You can use your favorite pile of inspiration for coming up with an interesting story but my go-to in this case is the good old Tarot Deck. If you aren’t super-familiar with Tarot card interpretations (I don’t have them memorized by any means) then you can use this excellent Quick Tarot Guide, which I found at Aurora Holtzman’s blog. I keep having to say this on here but I wouldn’t recommend using Tarot Decks to shape your life or make crucial decisions or anything. However, in terms of what’s going on in a random village in the Hæth it’s perfect. For a slightly creepier option, try the Sooth Deck from Invisible Sun.

Edit: There’s also a wonderful Wanderhome Key to the Tarot by teasugarsalt that seems custom made for this.

When you draw Tarot cards, the orientation is supposed to matter as much as the meaning. When drawn right side up the card has a standard meaning, but when drawn upside down or “reversed” the card has an inverted meaning. A card might mean friendship and community normally but when reversed it means distrust and isolation. You can skip this if you don’t want to deal with it (or you’re using the circular Sooth Deck) but it does double the possible story prompts you can have…

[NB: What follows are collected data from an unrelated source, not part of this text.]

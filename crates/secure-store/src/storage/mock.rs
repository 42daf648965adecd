//! In-memory keyring adapter for tests
//!
//! Never touches the real platform store. Failure modes can be flipped at
//! runtime to simulate a keyring that degrades mid-session.

use std::collections::BTreeMap;
use std::sync::atomic::{AtomicUsize, Ordering};
use std::sync::{Arc, Mutex, MutexGuard};
use std::time::Duration;

use super::keyring::{KeyringAdapter, KeyringError, KeyringLoader};

/// How the mock behaves on each call
#[derive(Debug, Clone, Default, PartialEq, Eq)]
pub enum MockBehavior {
    /// Normal in-memory operation
    #[default]
    Working,
    /// Every call fails as if the daemon were gone
    Unavailable,
    /// Every call fails with a locked keyring
    Locked,
    /// Every call fails with access denied
    Denied,
    /// Writes succeed but reads return a different value
    Garbled,
    /// Every call blocks for the given duration before working normally
    Slow(Duration),
}

#[derive(Debug, Default)]
pub struct MockKeyring {
    entries: Mutex<BTreeMap<(String, String), String>>,
    behavior: Mutex<MockBehavior>,
    enumerable: bool,
    set_calls: AtomicUsize,
    get_calls: AtomicUsize,
}

impl MockKeyring {
    /// A working keyring without enumeration support
    pub fn new() -> Self {
        Self::default()
    }

    /// A working keyring that can list its entries
    pub fn with_enumeration() -> Self {
        Self {
            enumerable: true,
            ..Self::default()
        }
    }

    /// Loader handing out this instance
    pub fn loader(self: &Arc<Self>) -> KeyringLoader {
        let keyring = Arc::clone(self);
        Arc::new(move || Ok(Arc::clone(&keyring) as Arc<dyn KeyringAdapter>))
    }

    pub fn set_behavior(&self, behavior: MockBehavior) {
        *lock(&self.behavior) = behavior;
    }

    /// Seed an entry directly, bypassing behavior
    pub fn insert(&self, service: &str, key: &str, value: &str) {
        lock(&self.entries).insert((service.to_string(), key.to_string()), value.to_string());
    }

    /// Inspect an entry directly, bypassing behavior
    pub fn value(&self, service: &str, key: &str) -> Option<String> {
        lock(&self.entries)
            .get(&(service.to_string(), key.to_string()))
            .cloned()
    }

    /// Number of stored entries across all services
    pub fn len(&self) -> usize {
        lock(&self.entries).len()
    }

    pub fn is_empty(&self) -> bool {
        self.len() == 0
    }

    /// Count of `set` calls, including probe writes
    pub fn set_calls(&self) -> usize {
        self.set_calls.load(Ordering::SeqCst)
    }

    pub fn get_calls(&self) -> usize {
        self.get_calls.load(Ordering::SeqCst)
    }

    fn check(&self) -> Result<MockBehavior, KeyringError> {
        let behavior = lock(&self.behavior).clone();
        match behavior {
            MockBehavior::Unavailable => Err(KeyringError::Platform(
                "The name org.freedesktop.secrets was not provided by any .service files"
                    .to_string(),
            )),
            MockBehavior::Locked => Err(KeyringError::Locked("collection is locked".to_string())),
            MockBehavior::Denied => {
                Err(KeyringError::AccessDenied("user denied access".to_string()))
            }
            MockBehavior::Slow(delay) => {
                std::thread::sleep(delay);
                Ok(behavior)
            }
            other => Ok(other),
        }
    }
}

impl KeyringAdapter for MockKeyring {
    fn get(&self, service: &str, key: &str) -> Result<Option<String>, KeyringError> {
        self.get_calls.fetch_add(1, Ordering::SeqCst);
        let behavior = self.check()?;
        let value = self.value(service, key);
        if behavior == MockBehavior::Garbled {
            return Ok(value.map(|v| format!("{v}~garbled")));
        }
        Ok(value)
    }

    fn set(&self, service: &str, key: &str, value: &str) -> Result<(), KeyringError> {
        self.set_calls.fetch_add(1, Ordering::SeqCst);
        self.check()?;
        self.insert(service, key, value);
        Ok(())
    }

    fn delete(&self, service: &str, key: &str) -> Result<bool, KeyringError> {
        self.check()?;
        Ok(lock(&self.entries)
            .remove(&(service.to_string(), key.to_string()))
            .is_some())
    }

    fn enumerate(&self, service: &str) -> Option<Result<Vec<String>, KeyringError>> {
        if !self.enumerable {
            return None;
        }
        Some(self.check().map(|_| {
            lock(&self.entries)
                .keys()
                .filter(|(s, _)| s == service)
                .map(|(_, k)| k.clone())
                .collect()
        }))
    }

    fn backend_name(&self) -> &'static str {
        "Mock Keyring"
    }
}

fn lock<T>(mutex: &Mutex<T>) -> MutexGuard<'_, T> {
    mutex.lock().unwrap_or_else(|poisoned| poisoned.into_inner())
}
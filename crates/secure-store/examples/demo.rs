//! Secure store walkthrough
//!
//! Runs against an in-memory keyring and a throwaway fallback directory, so
//! it never touches the real system keyring:
//!
//! ```text
//! RUST_LOG=secure_store=debug cargo run -p secure-store --example demo --features mock
//! ```

use std::sync::Arc;
use std::time::Duration;

use anyhow::Context;
use secure_store::storage::mock::{MockBehavior, MockKeyring};
use secure_store::{SecureStore, StoreConfig};
use tracing::info;

#[tokio::main]
async fn main() -> anyhow::Result<()> {
    tracing_subscriber::fmt()
        .with_env_filter(
            tracing_subscriber::EnvFilter::from_default_env()
                .add_directive(tracing::Level::INFO.into()),
        )
        .init();

    let temp_dir = tempfile::tempdir().context("Failed to create fallback directory")?;
    let keyring = Arc::new(MockKeyring::new());

    let mut config = StoreConfig::new("demo").with_fallback_dir(temp_dir.path().join("demo"));
    config.probe_ttl_ms = 100;
    let store = SecureStore::with_keyring_loader(config, keyring.loader())?;

    let legacy = store.check_legacy_credentials();
    info!("Legacy credential files found: {}", legacy.len());

    // Keyring works: writes land there
    info!("Keyring available: {}", store.probe().await);
    store.set("OPENAI_KEY", "sk-demo-keyring").await?;
    info!("Stored OPENAI_KEY in keyring: {}", keyring.value("demo", "OPENAI_KEY").is_some());

    // Keyring goes away: writes fall back to encrypted files
    keyring.set_behavior(MockBehavior::Unavailable);
    tokio::time::sleep(Duration::from_millis(150)).await;
    store.set("ANTHROPIC_KEY", "sk-demo-file").await?;
    info!(
        "Fallback file written: {}",
        store.fallback_dir().join("ANTHROPIC_KEY.enc").exists()
    );
    info!(
        "ANTHROPIC_KEY readable: {}",
        store.get("ANTHROPIC_KEY").await?.is_some()
    );

    // Keyring comes back: new writes return to it
    keyring.set_behavior(MockBehavior::Working);
    tokio::time::sleep(Duration::from_millis(150)).await;
    store.set("ANTHROPIC_KEY", "sk-demo-rotated").await?;
    info!(
        "ANTHROPIC_KEY now in keyring: {}",
        keyring.value("demo", "ANTHROPIC_KEY").is_some()
    );

    info!("Fallback keys: {:?}", store.list().await?);
    info!("Has OPENAI_KEY: {}", store.has("OPENAI_KEY").await?);

    for key in ["OPENAI_KEY", "ANTHROPIC_KEY"] {
        store.delete(key).await?;
    }
    info!("Remaining keys: {:?}", store.list().await?);

    if let Err(e) = store.set("../escape", "nope").await {
        info!("Rejected key name: {e}");
    }

    Ok(())
}
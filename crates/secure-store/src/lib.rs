//! # secure-store
//!
//! Secret storage for CLI credentials including:
//! - OS keyring as the primary backend, behind an injectable adapter
//! - AES-256-GCM encrypted file fallback with scrypt key derivation
//! - Cached availability probing with failure-driven invalidation
//! - A closed error taxonomy with fixed remediation guidance
//!
//! Storage failures always carry an [`ErrorCode`]. Caller mistakes do not:
//! [`Error::InvalidKeyName`] and [`Error::InvalidConfig`] are raised before
//! any backend is touched, and [`Error::code`] returns `None` for them.

pub mod classify;
pub mod config;
pub mod crypto;
pub mod error;
pub mod legacy;
mod probe;
pub mod storage;
mod store;
mod telemetry;
pub mod validation;

pub use config::{FallbackPolicy, StoreConfig};
pub use error::{Error, ErrorCode, Result, SecureStoreError};
pub use legacy::LegacyCredentialScan;
pub use probe::{ProbeResult, PROBE_KEY_PREFIX};
pub use storage::{
    disabled_loader, platform_loader, EncryptedFileStorage, KeyringAdapter, KeyringError,
    KeyringLoader, SecretStorage,
};
pub use store::SecureStore;
pub use telemetry::fingerprint;
pub use validation::validate_key_name;
//! Keyring availability probing
//!
//! Only a live round trip tells a working keyring apart from a locked one or
//! a dead daemon. Results are cached for a TTL; timeouts and a run of
//! consecutive keyring failures drop the cached result early.

use std::sync::atomic::{AtomicU32, Ordering};
use std::sync::Arc;
use std::time::{Duration, Instant};

use rand::distributions::Alphanumeric;
use rand::Rng;
use tokio::sync::Mutex;
use tracing::debug;

use crate::classify::classify_keyring;
use crate::error::ErrorCode;
use crate::storage::keyring::call_with_timeout;
use crate::storage::{KeyringAdapter, KeyringError};

/// Prefix of disposable probe entries; never reported by `list`
pub const PROBE_KEY_PREFIX: &str = "__secure_store_probe_";

/// A cached probe outcome
#[derive(Debug, Clone, Copy, PartialEq, Eq)]
pub struct ProbeResult {
    pub available: bool,
    pub captured_at: Instant,
}

/// Probe cache plus the consecutive-failure counter
#[derive(Debug)]
pub(crate) struct ProbeState {
    cache: Mutex<Option<ProbeResult>>,
    failures: AtomicU32,
    ttl: Duration,
    threshold: u32,
}

impl ProbeState {
    pub(crate) fn new(ttl: Duration, threshold: u32) -> Self {
        Self {
            cache: Mutex::new(None),
            failures: AtomicU32::new(0),
            ttl,
            threshold: threshold.max(1),
        }
    }

    /// Cached availability, if still within the TTL
    pub(crate) async fn cached(&self) -> Option<bool> {
        let cache = self.cache.lock().await;
        cache
            .filter(|result| result.captured_at.elapsed() < self.ttl)
            .map(|result| result.available)
    }

    pub(crate) async fn store(&self, available: bool) {
        let mut cache = self.cache.lock().await;
        *cache = Some(ProbeResult {
            available,
            captured_at: Instant::now(),
        });
    }

    pub(crate) async fn invalidate(&self) {
        let mut cache = self.cache.lock().await;
        *cache = None;
    }

    /// A keyring call succeeded
    pub(crate) fn record_success(&self) {
        self.failures.store(0, Ordering::SeqCst);
    }

    /// A keyring call failed; returns its taxonomy code
    pub(crate) async fn record_failure(&self, err: &KeyringError) -> ErrorCode {
        let code = classify_keyring(err);
        if code == ErrorCode::Timeout {
            debug!("Keyring timed out, dropping probe cache");
            self.invalidate().await;
        }

        let failures = self.failures.fetch_add(1, Ordering::SeqCst) + 1;
        if failures >= self.threshold {
            debug!(failures, "Consecutive keyring failures, dropping probe cache");
            self.failures.store(0, Ordering::SeqCst);
            self.invalidate().await;
        }
        code
    }

    #[cfg(test)]
    pub(crate) fn failures(&self) -> u32 {
        self.failures.load(Ordering::SeqCst)
    }

    #[cfg(test)]
    pub(crate) async fn snapshot(&self) -> Option<ProbeResult> {
        *self.cache.lock().await
    }
}

/// Random name for a disposable probe entry
pub(crate) fn probe_key_name() -> String {
    format!("{PROBE_KEY_PREFIX}{}", uuid::Uuid::new_v4().simple())
}

/// Write, read back and delete a disposable entry
///
/// `Ok(false)` means the keyring answered but returned the wrong value.
pub(crate) async fn round_trip(
    adapter: Arc<dyn KeyringAdapter>,
    service: &str,
    timeout: Duration,
) -> Result<bool, KeyringError> {
    let service = service.to_string();
    let key = probe_key_name();
    let token: String = rand::thread_rng()
        .sample_iter(&Alphanumeric)
        .take(32)
        .map(char::from)
        .collect();

    call_with_timeout(adapter, timeout, move |keyring| {
        keyring.set(&service, &key, &token)?;
        let read_back = keyring.get(&service, &key);
        let deleted = keyring.delete(&service, &key);
        let matches = read_back?.as_deref() == Some(token.as_str());
        deleted?;
        Ok(matches)
    })
    .await
}
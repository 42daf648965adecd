//! OS keyring adapter
//!
//! Wraps the system credential store behind [`KeyringAdapter`]:
//! - macOS: Keychain
//! - Windows: Credential Manager
//! - Linux: Secret Service (GNOME Keyring, KWallet)
//!
//! Adapter calls are blocking; the store runs them on the blocking pool.

use std::sync::Arc;
use std::time::Duration;

use keyring::Entry;
use thiserror::Error;
use tracing::debug;

/// Raw failure reported by a keyring adapter, before classification
#[derive(Error, Debug, Clone, PartialEq, Eq)]
pub enum KeyringError {
    #[error("No matching entry found in secure storage")]
    NoEntry,

    #[error("Keyring is locked: {0}")]
    Locked(String),

    #[error("Access to keyring denied: {0}")]
    AccessDenied(String),

    #[error("Keyring not supported on this platform: {0}")]
    Unsupported(String),

    #[error("Keyring operation timed out")]
    Timeout,

    #[error("Keyring platform failure: {0}")]
    Platform(String),
}

/// Capability surface of a native credential store
///
/// `enumerate` is optional: adapters that cannot list entries keep the
/// default, which reports the capability as absent rather than failing.
pub trait KeyringAdapter: Send + Sync {
    /// Read a value; `Ok(None)` when no entry exists
    fn get(&self, service: &str, key: &str) -> Result<Option<String>, KeyringError>;

    /// Create or overwrite an entry
    fn set(&self, service: &str, key: &str, value: &str) -> Result<(), KeyringError>;

    /// Remove an entry; `Ok(false)` when there was nothing to remove
    fn delete(&self, service: &str, key: &str) -> Result<bool, KeyringError>;

    /// List entry names for a service, if the platform can
    fn enumerate(&self, _service: &str) -> Option<Result<Vec<String>, KeyringError>> {
        None
    }

    /// Human-readable backend name
    fn backend_name(&self) -> &'static str;
}

/// Resolves the adapter for a store; invoked at most once per store
pub type KeyringLoader =
    Arc<dyn Fn() -> Result<Arc<dyn KeyringAdapter>, KeyringError> + Send + Sync>;

/// Loader for the platform's native keyring
pub fn platform_loader() -> KeyringLoader {
    Arc::new(|| PlatformKeyring::load().map(|k| Arc::new(k) as Arc<dyn KeyringAdapter>))
}

/// Loader that always fails, for hosts where the keyring must not be touched
pub fn disabled_loader() -> KeyringLoader {
    Arc::new(|| Err(KeyringError::Unsupported("keyring disabled".to_string())))
}

/// Run a blocking adapter call on the blocking pool, bounded by `timeout`
///
/// An elapsed timeout reports [`KeyringError::Timeout`]; the detached call
/// is left to finish on its own.
pub(crate) async fn call_with_timeout<T, F>(
    adapter: Arc<dyn KeyringAdapter>,
    timeout: Duration,
    call: F,
) -> Result<T, KeyringError>
where
    T: Send + 'static,
    F: FnOnce(&dyn KeyringAdapter) -> Result<T, KeyringError> + Send + 'static,
{
    let task = tokio::task::spawn_blocking(move || call(adapter.as_ref()));
    match tokio::time::timeout(timeout, task).await {
        Ok(Ok(result)) => result,
        Ok(Err(e)) => Err(KeyringError::Platform(format!("keyring task failed: {e}"))),
        Err(_) => Err(KeyringError::Timeout),
    }
}

/// Native keyring via the `keyring` crate
#[derive(Debug, Default)]
pub struct PlatformKeyring;

impl PlatformKeyring {
    /// Check that the platform has a credential store we can address
    pub fn load() -> Result<Self, KeyringError> {
        if !cfg!(any(
            target_os = "macos",
            target_os = "ios",
            target_os = "windows",
            target_os = "linux",
            target_os = "freebsd",
            target_os = "openbsd"
        )) {
            return Err(KeyringError::Unsupported(std::env::consts::OS.to_string()));
        }

        // Building an entry exercises the default credential builder
        Entry::new("secure-store", "__loader_check__").map_err(map_keyring_error)?;
        debug!("Platform keyring resolved");
        Ok(Self)
    }

    fn entry(service: &str, key: &str) -> Result<Entry, KeyringError> {
        Entry::new(service, key).map_err(map_keyring_error)
    }
}

impl KeyringAdapter for PlatformKeyring {
    fn get(&self, service: &str, key: &str) -> Result<Option<String>, KeyringError> {
        match Self::entry(service, key)?.get_password() {
            Ok(value) => Ok(Some(value)),
            Err(keyring::Error::NoEntry) => Ok(None),
            Err(e) => Err(map_keyring_error(e)),
        }
    }

    fn set(&self, service: &str, key: &str, value: &str) -> Result<(), KeyringError> {
        Self::entry(service, key)?
            .set_password(value)
            .map_err(map_keyring_error)
    }

    fn delete(&self, service: &str, key: &str) -> Result<bool, KeyringError> {
        match Self::entry(service, key)?.delete_password() {
            Ok(()) => Ok(true),
            Err(keyring::Error::NoEntry) => Ok(false),
            Err(e) => Err(map_keyring_error(e)),
        }
    }

    fn backend_name(&self) -> &'static str {
        #[cfg(target_os = "macos")]
        return "macOS Keychain";

        #[cfg(target_os = "windows")]
        return "Windows Credential Manager";

        #[cfg(target_os = "linux")]
        return "Linux Secret Service";

        #[cfg(not(any(target_os = "macos", target_os = "windows", target_os = "linux")))]
        return "System Keychain";
    }
}

/// Translate `keyring` errors into explicit kinds where the crate offers them
fn map_keyring_error(err: keyring::Error) -> KeyringError {
    match err {
        keyring::Error::NoEntry => KeyringError::NoEntry,
        keyring::Error::NoStorageAccess(inner) => {
            let message = inner.to_string();
            if message.to_lowercase().contains("lock") {
                KeyringError::Locked(message)
            } else {
                KeyringError::AccessDenied(message)
            }
        }
        keyring::Error::PlatformFailure(inner) => KeyringError::Platform(inner.to_string()),
        other => KeyringError::Platform(other.to_string()),
    }
}

#[cfg(test)]
mod tests {
    use super::*;

    #[test]
    fn test_disabled_loader_fails() {
        let loader = disabled_loader();
        assert!(matches!(loader(), Err(KeyringError::Unsupported(_))));
    }

    #[test]
    fn test_no_entry_maps_explicitly() {
        assert_eq!(map_keyring_error(keyring::Error::NoEntry), KeyringError::NoEntry);
    }

    #[test]
    fn test_platform_failure_keeps_message() {
        let err = keyring::Error::PlatformFailure("dbus connection refused".into());
        assert_eq!(
            map_keyring_error(err),
            KeyringError::Platform("dbus connection refused".to_string())
        );
    }

    #[test]
    fn test_default_enumerate_is_absent() {
        struct Minimal;
        impl KeyringAdapter for Minimal {
            fn get(&self, _: &str, _: &str) -> Result<Option<String>, KeyringError> {
                Ok(None)
            }
            fn set(&self, _: &str, _: &str, _: &str) -> Result<(), KeyringError> {
                Ok(())
            }
            fn delete(&self, _: &str, _: &str) -> Result<bool, KeyringError> {
                Ok(false)
            }
            fn backend_name(&self) -> &'static str {
                "minimal"
            }
        }
        assert!(Minimal.enumerate("svc").is_none());
    }
}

Image © Possum Creek Games

To use a Tarot Deck in this way, I recommend drawing just one card for the story. If you pull a handful then it’s going to feel like you’ve got so many spinning plates going and you have to watch them all. That’s the opposite of what we want for these tools. The Tarot cards provide inspiration and just the spark from one card is enough. From there, the token mechanics of Wanderhome can take over to tell a wonderful story.

Random Name Generators

Another hang up for solo gaming can be coming up with names. Rather than lay it all on your plate, I suggest using random name generators like the well-known Fantasy Name Generators lists. For kith I prefer brownie names, anthousai names, valkyrie names, and rakshasa names while for place names I stick to town names, Viking town names, and halfling town names. Obviously my recommendation for small and forgotten gods is my homemade generator which can give you names and natures.

Whether you use these generators or something else, my other piece of advice is to write stuff down ahead of time. Clicking over to a website in the middle of a game can break the little bubble of fun you’re creating so keep things altogether. Use the generators to make a list of a few dozen names for each situation and then cross them off as you use them.

Conclusion

Like I said, you don’t need anything more to play solo Wanderhome than the Wanderhome book. There’s no reason not to make things a little easier, though, so with these three tools I think you’ll have a more enjoyable time. The framework of the worksheet, the inspiration of the Tarot Deck, and the resource of random name generators can all remove the stress of creating and remember stories. This lets you concentrate on the fun part of playing Wanderhome, the healing part. Use these if they’re helpful and keep gaming!